Well my dear friends, family and people I’ve continuously bribed to read my column: our time together has come to an end. I hope you have picked up two issues of this Bison in case you can’t continue reading through the tears on the page, but let’s just try to get through this together.
Deciding what was going to be the finale of Needless to Say wasn’t easy. Most season finales just make people angry with all the cliff-hangers and useless suspense, so I’ll try to instead use some classic movie endings to help myself and other seniors let go and move on in a more meaningful if not dramatic way.
Back to the Future. When Doc Brown shows up at Marty’s house and calms Marty’s fear of running out of road for the time machine, Brown simply says “Roads? Where we’re going, we don’t need roads.” Looking forward to the road ahead may seem uncertain right now, but that’s the beauty of it all. The idea that your career might not even exist yet is exciting, even if it is a little uncertain, but our generation is in a unique era in which we are, to an extent, enabled to pave our own way and to create our own path to wherever we want to go.
Spider-Man. (The old one with Toby McGuire — I know, I know). This next one isn’t really a “classic” ending necessarily, but I still like it. He dramatically narrates the last scene with “this is my gift, my curse. Who am I? I’m Spider-Man.” Well, this may come as a bit of a shock, but I’m not actually Spider-Man (though I do work for a newspaper and am sometimes underappreciated by the average civilian, but whatever) and I’m fairly confident you’re not Spider-Man either, but we are going to be graduates, which is almost as cool. It’s a blessing and a curse. Sure, we’ll have grown-up responsibilities but we’ll also now have the freedom and the ability to do big things. I think the “with great power comes great responsibility” line comes when we get a promotion or something.

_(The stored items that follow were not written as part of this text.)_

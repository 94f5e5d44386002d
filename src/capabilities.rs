//! Capability introspection.
//!
//! The engine never discovers constructors itself. It asks an [`Introspect`]
//! provider for the constructors, properties and methods of a type, in a
//! stable order, and reads the injection markers off the returned
//! descriptors. [`TypeCatalog`] is a table-driven provider: shapes are
//! described up front (by hand or by generated code), and generic definitions
//! get a factory that describes any closed form on demand.

use std::collections::HashMap;
use std::fmt;
use std::sync::Arc;

use parking_lot::RwLock;

use crate::descriptors::{ConstructorDescriptor, MethodDescriptor, PropertyDescriptor};
use crate::types::ServiceType;

/// Contract the engine requires from type discovery.
pub trait Introspect: Send + Sync {
    /// Every constructor of `service`, eligible or not, in introspection order.
    fn constructors(&self, service: &ServiceType) -> Vec<ConstructorDescriptor>;

    /// Every property of `service`.
    fn properties(&self, service: &ServiceType) -> Vec<PropertyDescriptor>;

    /// Every method of `service` that may take part in initialisation.
    fn methods(&self, service: &ServiceType) -> Vec<MethodDescriptor>;
}

/// Constructors and members of one type.
#[derive(Clone, Default, Debug)]
pub struct TypeShape {
    constructors: Vec<ConstructorDescriptor>,
    properties: Vec<PropertyDescriptor>,
    methods: Vec<MethodDescriptor>,
}

impl TypeShape {
    pub fn new() -> Self {
        Self::default()
    }

    pub fn constructor(mut self, constructor: ConstructorDescriptor) -> Self {
        self.constructors.push(constructor);
        self
    }

    pub fn property(mut self, property: PropertyDescriptor) -> Self {
        self.properties.push(property);
        self
    }

    pub fn method(mut self, method: MethodDescriptor) -> Self {
        self.methods.push(method);
        self
    }
}

type ShapeFactory = Arc<dyn Fn(&[ServiceType]) -> TypeShape + Send + Sync>;

/// Table-driven [`Introspect`] implementation.
///
/// # Examples
///
/// ```rust
/// use ferrous_container::{ConstructorDescriptor, Introspect, ServiceType, TypeCatalog, TypeShape};
///
/// struct Clock;
///
/// let catalog = TypeCatalog::new();
/// catalog.describe(
///     ServiceType::of::<Clock>(),
///     TypeShape::new().constructor(ConstructorDescriptor::new(vec![], |_| Ok(Clock))),
/// );
///
/// assert_eq!(catalog.constructors(&ServiceType::of::<Clock>()).len(), 1);
/// assert!(catalog.constructors(&ServiceType::class("Unknown")).is_empty());
/// ```
#[derive(Default)]
pub struct TypeCatalog {
    shapes: RwLock<HashMap<ServiceType, Arc<TypeShape>>>,
    generics: RwLock<HashMap<ServiceType, ShapeFactory>>,
}

impl TypeCatalog {
    pub fn new() -> Self {
        Self::default()
    }

    /// Describes a non-generic or closed generic type. Replaces any earlier shape.
    pub fn describe(&self, service: ServiceType, shape: TypeShape) -> &Self {
        self.shapes.write().insert(service, Arc::new(shape));
        self
    }

    /// Describes every closed form of a generic definition.
    pub fn describe_generic<F>(&self, definition: ServiceType, factory: F) -> &Self
    where
        F: Fn(&[ServiceType]) -> TypeShape + Send + Sync + 'static,
    {
        self.generics.write().insert(definition, Arc::new(factory));
        self
    }

    pub fn is_described(&self, service: &ServiceType) -> bool {
        self.shapes.read().contains_key(service)
            || service
                .definition()
                .map_or(false, |def| self.generics.read().contains_key(def))
    }

    fn shape(&self, service: &ServiceType) -> Option<Arc<TypeShape>> {
        if let Some(shape) = self.shapes.read().get(service) {
            return Some(shape.clone());
        }
        let definition = service.definition()?;
        let factory = self.generics.read().get(definition).cloned()?;
        let shape = Arc::new(factory(service.generic_arguments()));
        self.shapes.write().insert(service.clone(), shape.clone());
        Some(shape)
    }
}

impl Introspect for TypeCatalog {
    fn constructors(&self, service: &ServiceType) -> Vec<ConstructorDescriptor> {
        self.shape(service)
            .map(|s| s.constructors.clone())
            .unwrap_or_default()
    }

    fn properties(&self, service: &ServiceType) -> Vec<PropertyDescriptor> {
        self.shape(service)
            .map(|s| s.properties.clone())
            .unwrap_or_default()
    }

    fn methods(&self, service: &ServiceType) -> Vec<MethodDescriptor> {
        self.shape(service)
            .map(|s| s.methods.clone())
            .unwrap_or_default()
    }
}

impl fmt::Debug for TypeCatalog {
    fn fmt(&self, f: &mut fmt::Formatter<'_>) -> fmt::Result {
        f.debug_struct("TypeCatalog")
            .field("shapes", &self.shapes.read().len())
            .field("generic_definitions", &self.generics.read().len())
            .finish()
    }
}
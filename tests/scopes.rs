mod common;

use common::*;
use ferrous_container::{DiError, Lifetime, NodeMode, Resolver, ServiceType};
use std::sync::Arc;

#[test]
fn test_delegating_child_sees_later_parent_registrations() {
    let root = container();
    let child = root.create_child_container();
    assert_eq!(child.mode(), NodeMode::DelegatingChild);
    assert!(!child.is_registered(&ServiceType::of::<Settings>(), None));

    root.register_value(None, settings("late")).unwrap();

    assert!(child.is_registered(&ServiceType::of::<Settings>(), None));
    assert_eq!(child.get::<Settings>().unwrap().dsn, "late");
    assert_eq!(child.mode(), NodeMode::DelegatingChild);
    assert!(child.local_registrations().is_empty());
}

#[test]
fn test_first_registration_promotes_and_shadows() {
    let root = container();
    root.register_value(None, settings("root")).unwrap();
    root.register_type(ilogger(), None, ServiceType::of::<ConsoleLogger>(), Lifetime::Transient)
        .unwrap();

    let child = root.create_child_container();
    child.register_value(None, settings("child")).unwrap();

    assert_eq!(child.mode(), NodeMode::OwningChild);
    assert_eq!(child.local_registrations().len(), 1);
    assert_eq!(child.get::<Settings>().unwrap().dsn, "child");
    assert_eq!(root.get::<Settings>().unwrap().dsn, "root");

    // keys the child does not hold still come from the parent
    assert!(child.get_as::<ConsoleLogger>(&ilogger(), None).is_ok());
    assert_eq!(root.mode(), NodeMode::Root);
}

#[test]
fn test_grandchild_walks_the_whole_chain() {
    let root = container();
    root.register_value(None, settings("root")).unwrap();
    let child = root.create_child_container();
    child
        .register_type(ilogger(), None, ServiceType::of::<FileLogger>(), Lifetime::Transient)
        .unwrap();
    let grandchild = child.create_child_container();

    assert_eq!(grandchild.get::<Settings>().unwrap().dsn, "root");
    assert!(grandchild.get_as::<FileLogger>(&ilogger(), None).is_ok());
    assert_eq!(grandchild.parent().map(|p| p.id()), Some(child.id()));
}

#[test]
fn test_implicit_types_use_the_resolving_node() {
    let root = container();
    root.register_value(None, settings("root")).unwrap();
    let child = root.create_child_container();
    child.register_value(None, settings("child")).unwrap();

    assert_eq!(root.get::<Repository>().unwrap().settings.dsn, "root");
    assert_eq!(child.get::<Repository>().unwrap().settings.dsn, "child");
}

#[test]
fn test_concurrent_registration_promotes_once() {
    let root = container();
    let child = root.create_child_container();

    crossbeam_utils::thread::scope(|s| {
        for i in 0..8 {
            let child = &child;
            s.spawn(move |_| {
                child
                    .register_value(Some(format!("t{}", i).as_str()), settings(&format!("dsn-{}", i)))
                    .unwrap();
            });
        }
    })
    .unwrap();

    assert_eq!(child.mode(), NodeMode::OwningChild);
    assert_eq!(child.local_registrations().len(), 8);
    for i in 0..8 {
        let value = child.get_named::<Settings>(&format!("t{}", i)).unwrap();
        assert_eq!(value.dsn, format!("dsn-{}", i));
    }
    assert!(root.local_registrations().is_empty());
}

#[test]
fn test_concurrent_singleton_resolution_shares_one_instance() {
    let root = container();
    root.register_type(
        ServiceType::of::<ConsoleLogger>(),
        None,
        ServiceType::of::<ConsoleLogger>(),
        Lifetime::Singleton,
    )
    .unwrap();

    let first = root.get::<ConsoleLogger>().unwrap();
    crossbeam_utils::thread::scope(|s| {
        for _ in 0..8 {
            let child = root.create_child_container();
            let first = first.clone();
            s.spawn(move |_| {
                for _ in 0..50 {
                    assert!(Arc::ptr_eq(&first, &child.get::<ConsoleLogger>().unwrap()));
                }
            });
        }
    })
    .unwrap();
}

#[test]
fn test_collect_all_named_prefers_ancestors() {
    let root = container();
    root.register_type(ilogger(), Some("a"), ServiceType::of::<ConsoleLogger>(), Lifetime::Transient)
        .unwrap();
    root.register_type(ilogger(), Some("b"), ServiceType::of::<ConsoleLogger>(), Lifetime::Transient)
        .unwrap();
    root.register_type(ilogger(), None, ServiceType::of::<ConsoleLogger>(), Lifetime::Transient)
        .unwrap();

    let child = root.create_child_container();
    child
        .register_type(ilogger(), Some("a"), ServiceType::of::<FileLogger>(), Lifetime::Transient)
        .unwrap();
    child
        .register_type(ilogger(), Some("c"), ServiceType::of::<FileLogger>(), Lifetime::Transient)
        .unwrap();

    let collected = child.collect_all_named(&ilogger());
    let names: Vec<_> = collected.iter().map(|p| p.key().name().unwrap_or("")).collect();
    assert_eq!(names, ["a", "b", "c"]);

    let root_a = root.get_registration(&ilogger(), Some("a")).unwrap();
    assert!(Arc::ptr_eq(&collected[0], &root_a));
    assert_eq!(root.collect_all_named(&ilogger()).len(), 2);
}

#[test]
fn test_resolve_all_builds_through_the_nearest_registration() {
    let root = container();
    root.register_value(Some("primary"), settings("root-primary")).unwrap();
    root.register_value(Some("replica"), settings("root-replica")).unwrap();
    root.register_value(None, settings("default")).unwrap();

    let child = root.create_child_container();
    child.register_value(Some("primary"), settings("child-primary")).unwrap();

    let from_child: Vec<_> = child
        .get_all_as::<Settings>(&ServiceType::of::<Settings>())
        .unwrap()
        .iter()
        .map(|s| s.dsn.clone())
        .collect();
    assert_eq!(from_child, ["child-primary", "root-replica"]);

    let from_root: Vec<_> = root
        .get_all_as::<Settings>(&ServiceType::of::<Settings>())
        .unwrap()
        .iter()
        .map(|s| s.dsn.clone())
        .collect();
    assert_eq!(from_root, ["root-primary", "root-replica"]);
}

#[test]
fn test_per_scope_instances_are_per_node() {
    let root = container();
    root.register_type(
        ServiceType::of::<ConsoleLogger>(),
        None,
        ServiceType::of::<ConsoleLogger>(),
        Lifetime::PerScope,
    )
    .unwrap();
    let child = root.create_child_container();

    let root_a = root.get::<ConsoleLogger>().unwrap();
    let root_b = root.get::<ConsoleLogger>().unwrap();
    let child_a = child.get::<ConsoleLogger>().unwrap();
    let child_b = child.get::<ConsoleLogger>().unwrap();

    assert!(Arc::ptr_eq(&root_a, &root_b));
    assert!(Arc::ptr_eq(&child_a, &child_b));
    assert!(!Arc::ptr_eq(&root_a, &child_a));
}

#[test]
fn test_singletons_are_shared_with_children() {
    let root = container();
    root.register_type(
        ServiceType::of::<ConsoleLogger>(),
        None,
        ServiceType::of::<ConsoleLogger>(),
        Lifetime::Singleton,
    )
    .unwrap();
    let child = root.create_child_container();

    let from_child = child.get::<ConsoleLogger>().unwrap();
    let from_root = root.get::<ConsoleLogger>().unwrap();
    assert!(Arc::ptr_eq(&from_child, &from_root));
}

#[test]
fn test_disposed_child_stops_delegating() {
    let root = container();
    root.register_type(ilogger(), None, ServiceType::of::<ConsoleLogger>(), Lifetime::Transient)
        .unwrap();
    let child = root.create_child_container();
    assert!(child.resolve(&ilogger(), None).is_ok());

    child.dispose().unwrap();

    assert!(child.is_disposed());
    assert!(child.parent().is_none());
    assert!(!child.is_registered(&ilogger(), None));
    let err = child.resolve(&ilogger(), None).unwrap_err();
    assert!(matches!(err.root_cause(), DiError::NotFound(_)));

    // the parent is unaffected
    assert!(root.resolve(&ilogger(), None).is_ok());
}

#[test]
fn test_children_share_options() {
    let root = container();
    let child = root.create_child_container();
    assert_eq!(child.options(), root.options());
    assert_ne!(child.id(), root.id());
}

#[test]
fn test_child_outliving_its_parent_stops_at_itself() {
    let root = container();
    root.register_value(None, settings("root")).unwrap();
    let child = root.create_child_container();
    assert!(child.is_registered(&ServiceType::of::<Settings>(), None));

    // children hold their parent weakly
    drop(root);

    assert!(child.parent().is_none());
    assert!(!child.is_registered(&ServiceType::of::<Settings>(), None));
    child.register_value(None, settings("child")).unwrap();
    assert_eq!(child.get::<Settings>().unwrap().dsn, "child");
}
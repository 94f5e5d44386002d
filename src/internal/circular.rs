//! Circular dependency detection infrastructure.

use std::cell::RefCell;

use crate::config::ContainerOptions;
use crate::error::{DiError, DiResult};
use crate::key::Key;
use crate::provider::ScopeId;

// Thread-local resolution state for circular dependency detection
thread_local! {
    static RESOLUTION_STACK: RefCell<Vec<(ScopeId, Key)>> = const { RefCell::new(Vec::new()) };
}

/// Guard for managing the thread-local resolution stack.
///
/// Entering a key that is already being resolved by the same node on this
/// thread is a cycle. The path reported starts at the outermost resolution
/// and ends with the repeated key.
pub(crate) struct StackGuard {
    _private: (),
}

impl StackGuard {
    pub(crate) fn enter(scope: ScopeId, key: &Key, options: &ContainerOptions) -> DiResult<Self> {
        RESOLUTION_STACK.with(|stack| {
            let mut stack = stack.borrow_mut();

            // Circular detection BEFORE pushing the new key
            if options.detect_cycles && stack.iter().any(|(s, k)| *s == scope && k == key) {
                let mut path: Vec<String> = stack.iter().map(|(_, k)| k.to_string()).collect();
                path.push(key.to_string());
                return Err(DiError::Circular(path));
            }

            if stack.len() >= options.max_resolution_depth {
                return Err(DiError::DepthExceeded(stack.len()));
            }

            stack.push((scope, key.clone()));
            Ok(StackGuard { _private: () })
        })
    }
}

impl Drop for StackGuard {
    fn drop(&mut self) {
        RESOLUTION_STACK.with(|stack| {
            stack.borrow_mut().pop();
        });
    }
}

/// Current nesting depth on this thread.
#[cfg(test)]
pub(crate) fn depth() -> usize {
    RESOLUTION_STACK.with(|stack| stack.borrow().len())
}
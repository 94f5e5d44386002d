//! Constructor selection stages.
//!
//! The default constructor chain asks these stages in order and takes the
//! first answer: the constructor pinned by the registration, the constructor
//! carrying the injection marker, the heuristic.

use std::collections::HashSet;

use crate::descriptors::ConstructorDescriptor;
use crate::error::{DiError, DiResult};
use crate::pipeline::SelectionRequest;
use crate::registration::InjectionParameter;
use crate::types::ServiceType;

use super::{is_resolvable, SelectedConstructor};

/// Uses the constructor matching an `InjectionMember::Constructor` of the registration.
pub fn select_pinned(request: &SelectionRequest<'_>) -> DiResult<Option<SelectedConstructor>> {
    let Some(pinned) = request.registration().constructor_override() else {
        return Ok(None);
    };
    let build_type = request.build_type();
    request
        .introspect()
        .constructors(build_type)
        .into_iter()
        .filter(ConstructorDescriptor::is_eligible)
        .find(|ctor| matches_pinned(ctor, pinned))
        .map(|ctor| Some(SelectedConstructor::pinned(build_type.clone(), ctor, pinned)))
        .ok_or_else(|| {
            DiError::invalid(
                request.registration().key(),
                format!(
                    "no constructor of {} takes the {} pinned parameters",
                    build_type,
                    pinned.len()
                ),
            )
        })
}

fn matches_pinned(ctor: &ConstructorDescriptor, pinned: &[InjectionParameter]) -> bool {
    ctor.parameters().len() == pinned.len()
        && ctor
            .parameters()
            .iter()
            .zip(pinned)
            .all(|(param, injection)| match injection {
                InjectionParameter::Resolve(key) => key.service() == param.service(),
                InjectionParameter::Value(_) => true,
            })
}

/// First eligible constructor carrying the injection marker.
pub fn select_marked(request: &SelectionRequest<'_>) -> DiResult<Option<SelectedConstructor>> {
    let build_type = request.build_type();
    Ok(request
        .introspect()
        .constructors(build_type)
        .into_iter()
        .filter(ConstructorDescriptor::is_eligible)
        .find(ConstructorDescriptor::has_injection_marker)
        .map(|ctor| SelectedConstructor::new(build_type.clone(), ctor)))
}

/// The single eligible constructor, or the "longest resolvable" heuristic.
///
/// Candidates are ordered by parameter count, then by interface parameter
/// count, both descending. The first candidate whose parameters are all
/// resolvable (or defaulted) wins outright when the next resolvable candidate
/// takes a strict subset of its parameter types, or when it takes only
/// interfaces and the next one does not. Any other tie is ambiguous.
pub fn select_by_heuristic(request: &SelectionRequest<'_>) -> DiResult<Option<SelectedConstructor>> {
    let build_type = request.build_type();
    let mut eligible: Vec<ConstructorDescriptor> = request
        .introspect()
        .constructors(build_type)
        .into_iter()
        .filter(ConstructorDescriptor::is_eligible)
        .collect();

    match eligible.len() {
        0 => return Ok(None),
        1 => return Ok(eligible.pop().map(|ctor| SelectedConstructor::new(build_type.clone(), ctor))),
        _ => {}
    }

    // stable: equal candidates keep introspection order
    eligible.sort_by(|a, b| {
        b.parameters()
            .len()
            .cmp(&a.parameters().len())
            .then_with(|| b.interface_parameter_count().cmp(&a.interface_parameter_count()))
    });

    let mut resolvable = eligible
        .into_iter()
        .filter(|ctor| all_parameters_resolvable(request, ctor));
    let Some(best) = resolvable.next() else {
        return Err(DiError::NoAccessibleConstructor(build_type.to_string()));
    };

    if let Some(next) = resolvable.next() {
        let dominates = is_strict_subset(&next, &best)
            || (only_interfaces(&best) && !only_interfaces(&next));
        if !dominates {
            return Err(DiError::AmbiguousConstructor(build_type.to_string()));
        }
    }

    Ok(Some(SelectedConstructor::new(build_type.clone(), best)))
}

fn all_parameters_resolvable(request: &SelectionRequest<'_>, ctor: &ConstructorDescriptor) -> bool {
    ctor.parameters()
        .iter()
        .all(|p| p.default_value().is_some() || is_resolvable(request.container(), &p.key()))
}

fn parameter_types(ctor: &ConstructorDescriptor) -> HashSet<&ServiceType> {
    ctor.parameters().iter().map(|p| p.service()).collect()
}

fn is_strict_subset(smaller: &ConstructorDescriptor, larger: &ConstructorDescriptor) -> bool {
    let small = parameter_types(smaller);
    let large = parameter_types(larger);
    small.len() < large.len() && small.is_subset(&large)
}

fn only_interfaces(ctor: &ConstructorDescriptor) -> bool {
    ctor.parameters().iter().all(|p| p.service().is_interface())
}

#[cfg(test)]
mod tests {
    use super::*;
    use crate::descriptors::ParameterDescriptor;

    fn ctor(params: &[ServiceType]) -> ConstructorDescriptor {
        let params = params
            .iter()
            .enumerate()
            .map(|(i, t)| ParameterDescriptor::new(format!("p{}", i), t.clone()))
            .collect();
        ConstructorDescriptor::new(params, |_| Ok(()))
    }

    #[test]
    fn subset_ignores_parameter_order() {
        let a = ServiceType::interface("IA");
        let b = ServiceType::interface("IB");
        let long = ctor(&[a.clone(), b.clone()]);
        let short = ctor(&[b.clone()]);
        let swapped = ctor(&[b, a]);

        assert!(is_strict_subset(&short, &long));
        assert!(!is_strict_subset(&swapped, &long));
        assert!(!is_strict_subset(&long, &short));
    }

    #[test]
    fn parameterless_constructor_counts_as_interfaces_only() {
        assert!(only_interfaces(&ctor(&[])));
        assert!(!only_interfaces(&ctor(&[ServiceType::class("Concrete")])));
    }
}
//! Build context for dependency resolution.
//!
//! This module contains the BuildContext type handed to build plans and
//! factory delegates while one `resolve` call is in flight.

use std::sync::Arc;

use crate::error::DiResult;
use crate::key::Key;
use crate::registration::{AnyArc, ResolverOverride};
use crate::traits::{Dispose, ResolverCore};
use crate::types::ServiceType;

use super::{Container, ScopeId};

/// Context passed to build plans and factory functions.
///
/// Nested resolutions made through the context run against the container
/// that received the outer `resolve` call and carry its overrides along.
/// Errors from nested resolutions are returned unwrapped.
///
/// # Examples
///
/// ```
/// use ferrous_container::{AnyArc, Container, Lifetime, Resolver, ServiceType, TypeCatalog};
/// use std::sync::Arc;
///
/// struct Database { url: String }
/// struct UserService { db: Arc<Database> }
///
/// let container = Container::new(Arc::new(TypeCatalog::new()));
/// container.register_value(None, Database { url: "postgres://localhost".into() }).unwrap();
/// container
///     .register_factory(ServiceType::of::<UserService>(), None, Lifetime::Transient, |ctx| {
///         Ok(Arc::new(UserService { db: ctx.get::<Database>()? }) as AnyArc)
///     })
///     .unwrap();
///
/// let users = container.get_required::<UserService>();
/// assert_eq!(users.db.url, "postgres://localhost");
/// ```
pub struct BuildContext<'a> {
    container: &'a Container,
    key: &'a Key,
    overrides: &'a [ResolverOverride],
}

impl<'a> BuildContext<'a> {
    pub(crate) fn new(container: &'a Container, key: &'a Key, overrides: &'a [ResolverOverride]) -> Self {
        Self {
            container,
            key,
            overrides,
        }
    }

    /// The container the outer `resolve` call was made on.
    pub fn container(&self) -> &'a Container {
        self.container
    }

    /// Key being built.
    pub fn key(&self) -> &'a Key {
        self.key
    }

    /// Scope whose per-scope instances this build uses.
    pub fn scope(&self) -> ScopeId {
        self.container.id()
    }

    pub fn overrides(&self) -> &'a [ResolverOverride] {
        self.overrides
    }

    pub fn resolve_key(&self, key: &Key) -> DiResult<AnyArc> {
        self.container.resolve_inner(key, self.overrides)
    }

    pub fn resolve(&self, service: &ServiceType, name: Option<&str>) -> DiResult<AnyArc> {
        self.resolve_key(&Key::new(service.clone(), name))
    }

    pub fn resolve_all(&self, service: &ServiceType) -> DiResult<Vec<AnyArc>> {
        self.container.resolve_all_inner(service, self.overrides)
    }

    /// Tracks `resource` for disposal with the resolving container.
    pub fn register_disposable(&self, resource: Arc<dyn Dispose>) -> DiResult<()> {
        self.container.register_disposable(resource)
    }

    /// First override matching a parameter name or type.
    pub(crate) fn override_for(&self, parameter: &str, service: &ServiceType) -> Option<&'a AnyArc> {
        self.overrides
            .iter()
            .find_map(|o| o.matches(parameter, service))
    }
}

impl ResolverCore for BuildContext<'_> {
    fn resolve_any(&self, key: &Key) -> DiResult<AnyArc> {
        self.resolve_key(key)
    }

    fn resolve_all_any(&self, service: &ServiceType) -> DiResult<Vec<AnyArc>> {
        self.resolve_all(service)
    }

    fn push_disposable(&self, resource: Arc<dyn Dispose>) -> DiResult<()> {
        self.register_disposable(resource)
    }
}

The Wizard of Oz. In the final scene, Dorothy says, “Toto, we’re home … and you’re all here. I’m not going to leave here ever, ever again, because I love you all. Auntie Em – there’s no place like home.” There are some who have made this statement about Harding in fewer (or more) words, and it’s difficult to ever think of leaving the place you have grown to love and that you have learned to call home, but we know that new beginnings are in store. Fortunately, Harding has Homecoming, other alumni events and donation requests in the place of a phony wizard to get us to come back.
Casablanca. The ending of all endings. A classic Humphrey Bogart film that signifies an ending to his time in Casablanca and his relationship with Ilsa, but also introduces a new beginning indicated by his newfound friendship in Louis. Goodbyes are inevitable, but usually bring new beginnings with new places and new people. It’s a clear example that the best goodbyes stay in our minds because they give you a hint to what is in the future.
I’ll be spending my final semester in Greece, so even if I can’t re-enact the final scene of Casablanca with trench coats and the plane running in the background on a foggy day (although now that I think about it, between the weird fog lately and the Harding jet it was practically meant to be), it’s still a new beginning in a new place, letting go of old friends and getting to know new ones.
So always remember to make your goodbyes somewhat meaningful if not quotable for future Bison columnists, and in conclusion, I hope you find comfort in what I’ve paraphrased from some of Bogart’s final words as Rick Blaine in Casablanca: “(You’ll probably get a job) maybe not today, maybe not tomorrow, but someday soon and for the rest of your life.”